In mythology, hair is power. I tell myself I’m not losing power; I’m diffusing it; I’m sharing. Generously. Staring at the hair in the sink sparks either hope or rebellion. I cannot tell the difference. Maybe the loose, loopy mound of hair in the basin is a sign of healing. Maybe I’m not growing weaker or sicker. Maybe I ought not to worry about what will slough off next. My skin, a limb. Maybe I need not brace for a louder alarm bell. I’m falling apart undeniably and literally, but it’s not breakage. Each hair falls out neatly at the root.
There is grace in letting go.
Maybe my hair holds the record of my recent history, the grayness of it, the way it stores proof of drug use, DNA, hair dye. My hope is this: That when the follicles lose their grip, each strand takes the toxins with it, the gunk that’s making me corrode from the inside out. The parts of me that aren’t me. The hair loss is an expulsion. It’s my body crying, “Enough is enough!”

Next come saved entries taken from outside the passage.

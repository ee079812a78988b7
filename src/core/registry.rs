//! Extension to validator dispatch table

use std::collections::HashMap;
use std::sync::Arc;

use super::image_validator::ImageValidator;
use super::pdf_validator::PdfValidator;
use super::validator::{Validator, ValidatorError};

/// Raster extensions routed to the image validator
pub const IMAGE_EXTENSIONS: &[&str] = &[
    "jpeg", "jpg", "jpe", "png", "gif", "bmp", "tif", "tiff", "webp", "ico",
];

/// Fixed mapping from lowercase extension (without the dot) to a validator.
///
/// Built once before a scan and read-only afterwards.
#[derive(Default)]
pub struct ValidatorRegistry {
    by_extension: HashMap<String, Arc<dyn Validator>>,
}

impl ValidatorRegistry {
    /// Empty registry; every extension is skipped
    pub fn new() -> Self {
        Self::default()
    }

    /// The standard table: `pdf` plus every raster extension in [`IMAGE_EXTENSIONS`]
    pub fn standard(pdf: PdfValidator) -> Self {
        let image: Arc<dyn Validator> = Arc::new(ImageValidator::new());
        let mut registry = Self::new().register("pdf", Arc::new(pdf));
        for ext in IMAGE_EXTENSIONS {
            registry = registry.register(ext, Arc::clone(&image));
        }
        registry
    }

    /// Add an entry. A leading dot and letter case are ignored.
    pub fn register(mut self, extension: &str, validator: Arc<dyn Validator>) -> Self {
        self.by_extension.insert(normalize(extension), validator);
        self
    }

    pub fn resolve(&self, extension: &str) -> Option<&dyn Validator> {
        self.by_extension
            .get(&normalize(extension))
            .map(|v| &**v)
    }

    pub fn extensions(&self) -> Vec<&str> {
        let mut exts: Vec<&str> = self.by_extension.keys().map(String::as_str).collect();
        exts.sort_unstable();
        exts
    }

    /// Run each distinct validator's preflight check once
    pub fn preflight(&self) -> Result<(), ValidatorError> {
        let mut checked: Vec<&Arc<dyn Validator>> = Vec::new();
        for validator in self.by_extension.values() {
            if checked.iter().any(|v| Arc::ptr_eq(v, validator)) {
                continue;
            }
            validator.preflight()?;
            checked.push(validator);
        }
        Ok(())
    }
}

fn normalize(extension: &str) -> String {
    extension.trim_start_matches('.').to_lowercase()
}

#[cfg(test)]
mod tests {
    use super::*;

    #[test]
    fn test_resolve_is_case_insensitive() {
        let registry = ValidatorRegistry::standard(PdfValidator::default());

        assert_eq!(registry.resolve("pdf").map(|v| v.kind()), Some("PDF"));
        assert_eq!(registry.resolve("PDF").map(|v| v.kind()), Some("PDF"));
        assert_eq!(registry.resolve(".Pdf").map(|v| v.kind()), Some("PDF"));
        assert_eq!(registry.resolve("JPEG").map(|v| v.kind()), Some("image"));
    }

    #[test]
    fn test_unknown_extension_is_skipped() {
        let registry = ValidatorRegistry::standard(PdfValidator::default());

        assert!(registry.resolve("txt").is_none());
        assert!(registry.resolve("").is_none());
        assert!(registry.resolve("docx").is_none());
    }

    #[test]
    fn test_standard_extensions() {
        let registry = ValidatorRegistry::standard(PdfValidator::default());
        let exts = registry.extensions();

        assert!(exts.contains(&"pdf"));
        assert!(exts.contains(&"jpeg"));
        assert!(exts.contains(&"jpg"));
        assert_eq!(exts.len(), IMAGE_EXTENSIONS.len() + 1);
    }

    #[test]
    fn test_preflight_reports_missing_tool() {
        let registry =
            ValidatorRegistry::standard(PdfValidator::with_command("no-such-probe-binary-xyz"));
        assert!(registry.preflight().is_err());
    }
}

It’s resource conservation. Hair is expendable.
I tell myself it’s just hair. I wonder daily how I still have any left in my head. The amount of loss seems more than enough to cause baldness, and also enough to hide it; there’s ample hair in the sink, now, to make a wig. There’s enough hair to form a curtain to hide behind, were it still on my head.
I fear exposure. I fear erasure. I fear I’ve endless amounts of hair and this might go on forever.